Records contained in a dataset

------

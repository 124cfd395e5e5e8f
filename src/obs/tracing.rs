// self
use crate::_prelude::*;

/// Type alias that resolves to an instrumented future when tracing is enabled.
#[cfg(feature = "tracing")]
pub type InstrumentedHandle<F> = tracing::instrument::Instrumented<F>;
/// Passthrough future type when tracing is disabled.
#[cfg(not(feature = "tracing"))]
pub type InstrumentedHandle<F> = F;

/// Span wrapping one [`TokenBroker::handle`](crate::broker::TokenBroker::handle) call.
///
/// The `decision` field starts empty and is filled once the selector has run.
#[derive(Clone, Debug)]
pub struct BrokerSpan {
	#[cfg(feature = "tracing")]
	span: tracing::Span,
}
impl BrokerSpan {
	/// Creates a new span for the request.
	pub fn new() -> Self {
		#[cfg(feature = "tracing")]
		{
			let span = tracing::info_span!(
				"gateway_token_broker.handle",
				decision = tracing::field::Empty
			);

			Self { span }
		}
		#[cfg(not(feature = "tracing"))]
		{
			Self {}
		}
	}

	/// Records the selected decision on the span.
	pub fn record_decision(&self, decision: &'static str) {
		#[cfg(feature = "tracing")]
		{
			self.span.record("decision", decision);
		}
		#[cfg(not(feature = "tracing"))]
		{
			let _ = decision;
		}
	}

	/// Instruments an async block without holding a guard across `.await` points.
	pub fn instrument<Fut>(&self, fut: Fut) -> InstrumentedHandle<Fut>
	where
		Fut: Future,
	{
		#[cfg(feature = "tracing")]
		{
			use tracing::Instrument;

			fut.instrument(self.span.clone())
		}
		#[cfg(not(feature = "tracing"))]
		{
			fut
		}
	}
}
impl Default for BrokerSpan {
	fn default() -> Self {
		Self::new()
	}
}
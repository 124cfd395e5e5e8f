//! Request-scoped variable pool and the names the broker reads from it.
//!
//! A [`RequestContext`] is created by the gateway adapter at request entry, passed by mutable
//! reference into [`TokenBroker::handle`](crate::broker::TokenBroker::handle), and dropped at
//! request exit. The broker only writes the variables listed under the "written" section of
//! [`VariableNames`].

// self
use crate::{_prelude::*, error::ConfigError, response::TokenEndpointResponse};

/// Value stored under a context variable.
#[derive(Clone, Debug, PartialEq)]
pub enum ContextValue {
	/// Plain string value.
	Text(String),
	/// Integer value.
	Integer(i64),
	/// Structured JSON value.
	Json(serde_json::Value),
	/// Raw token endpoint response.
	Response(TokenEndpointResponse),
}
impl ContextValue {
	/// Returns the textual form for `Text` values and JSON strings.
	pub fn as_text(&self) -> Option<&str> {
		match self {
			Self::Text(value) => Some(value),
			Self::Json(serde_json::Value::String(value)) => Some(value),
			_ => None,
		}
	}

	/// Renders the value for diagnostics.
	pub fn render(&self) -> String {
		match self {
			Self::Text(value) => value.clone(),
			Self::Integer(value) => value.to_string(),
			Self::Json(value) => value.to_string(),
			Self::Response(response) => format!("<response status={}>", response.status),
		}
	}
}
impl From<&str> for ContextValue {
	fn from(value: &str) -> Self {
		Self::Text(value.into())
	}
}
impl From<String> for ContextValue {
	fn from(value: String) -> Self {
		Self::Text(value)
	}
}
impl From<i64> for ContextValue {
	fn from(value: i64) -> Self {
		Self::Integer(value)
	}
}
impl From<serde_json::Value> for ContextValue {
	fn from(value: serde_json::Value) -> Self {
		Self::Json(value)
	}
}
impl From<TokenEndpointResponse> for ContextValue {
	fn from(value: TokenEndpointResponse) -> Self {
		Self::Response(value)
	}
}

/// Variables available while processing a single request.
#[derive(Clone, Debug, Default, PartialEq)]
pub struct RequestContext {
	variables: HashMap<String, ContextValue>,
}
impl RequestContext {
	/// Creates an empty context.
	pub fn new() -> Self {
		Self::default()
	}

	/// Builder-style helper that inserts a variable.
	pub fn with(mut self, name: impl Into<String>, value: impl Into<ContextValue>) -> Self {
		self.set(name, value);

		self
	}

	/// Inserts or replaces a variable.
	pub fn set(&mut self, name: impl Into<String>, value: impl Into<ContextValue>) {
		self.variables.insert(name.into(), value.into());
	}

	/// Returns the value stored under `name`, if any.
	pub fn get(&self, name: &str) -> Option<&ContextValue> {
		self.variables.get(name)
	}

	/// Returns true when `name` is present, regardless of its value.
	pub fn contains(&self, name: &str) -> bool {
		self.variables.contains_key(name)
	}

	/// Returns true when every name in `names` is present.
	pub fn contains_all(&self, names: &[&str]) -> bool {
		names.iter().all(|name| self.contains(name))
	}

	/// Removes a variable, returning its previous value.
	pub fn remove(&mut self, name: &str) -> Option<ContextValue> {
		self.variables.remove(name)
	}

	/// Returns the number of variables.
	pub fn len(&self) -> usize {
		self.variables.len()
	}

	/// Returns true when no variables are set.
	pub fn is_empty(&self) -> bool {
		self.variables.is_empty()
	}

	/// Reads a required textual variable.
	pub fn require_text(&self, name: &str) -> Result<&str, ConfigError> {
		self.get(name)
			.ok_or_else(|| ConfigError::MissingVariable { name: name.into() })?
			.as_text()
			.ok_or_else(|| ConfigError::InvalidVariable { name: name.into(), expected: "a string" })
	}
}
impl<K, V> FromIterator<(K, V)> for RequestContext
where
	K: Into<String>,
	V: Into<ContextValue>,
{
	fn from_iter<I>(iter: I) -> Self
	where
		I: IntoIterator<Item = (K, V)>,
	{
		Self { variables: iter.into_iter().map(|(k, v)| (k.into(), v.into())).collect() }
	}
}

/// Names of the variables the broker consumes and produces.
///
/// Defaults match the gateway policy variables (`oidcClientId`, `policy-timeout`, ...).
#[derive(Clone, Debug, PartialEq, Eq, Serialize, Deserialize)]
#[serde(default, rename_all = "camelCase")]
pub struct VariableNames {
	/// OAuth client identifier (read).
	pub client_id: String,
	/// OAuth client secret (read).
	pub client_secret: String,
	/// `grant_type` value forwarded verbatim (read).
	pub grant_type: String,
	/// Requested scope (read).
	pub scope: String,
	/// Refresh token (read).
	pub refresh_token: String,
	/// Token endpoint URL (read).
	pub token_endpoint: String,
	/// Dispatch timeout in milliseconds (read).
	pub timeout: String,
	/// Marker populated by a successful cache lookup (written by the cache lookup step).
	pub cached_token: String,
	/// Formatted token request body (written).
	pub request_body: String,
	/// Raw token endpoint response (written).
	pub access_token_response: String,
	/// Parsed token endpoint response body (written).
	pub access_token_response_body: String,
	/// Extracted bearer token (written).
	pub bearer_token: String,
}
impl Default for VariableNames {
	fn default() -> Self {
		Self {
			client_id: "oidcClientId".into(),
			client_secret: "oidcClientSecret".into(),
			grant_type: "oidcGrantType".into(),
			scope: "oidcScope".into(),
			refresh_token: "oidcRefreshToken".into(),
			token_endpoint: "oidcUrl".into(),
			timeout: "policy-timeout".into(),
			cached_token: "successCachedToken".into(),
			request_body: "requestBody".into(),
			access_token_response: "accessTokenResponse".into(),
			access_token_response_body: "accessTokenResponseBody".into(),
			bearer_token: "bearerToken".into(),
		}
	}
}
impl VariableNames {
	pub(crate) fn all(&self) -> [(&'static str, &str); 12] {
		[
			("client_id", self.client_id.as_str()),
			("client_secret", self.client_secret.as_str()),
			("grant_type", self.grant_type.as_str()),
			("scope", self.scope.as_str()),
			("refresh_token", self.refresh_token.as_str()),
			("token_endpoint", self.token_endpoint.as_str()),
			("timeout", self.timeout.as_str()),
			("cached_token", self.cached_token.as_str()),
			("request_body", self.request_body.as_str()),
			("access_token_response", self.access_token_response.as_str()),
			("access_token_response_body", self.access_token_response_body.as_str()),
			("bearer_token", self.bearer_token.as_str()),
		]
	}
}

------

Search the data above for the string "RequestContext" and copy each line that has it.

//! A [`RequestContext`] is created by the gateway adapter at request entry, passed by mutable
pub struct RequestContext {
impl RequestContext {
impl<K, V> FromIterator<(K, V)> for RequestContext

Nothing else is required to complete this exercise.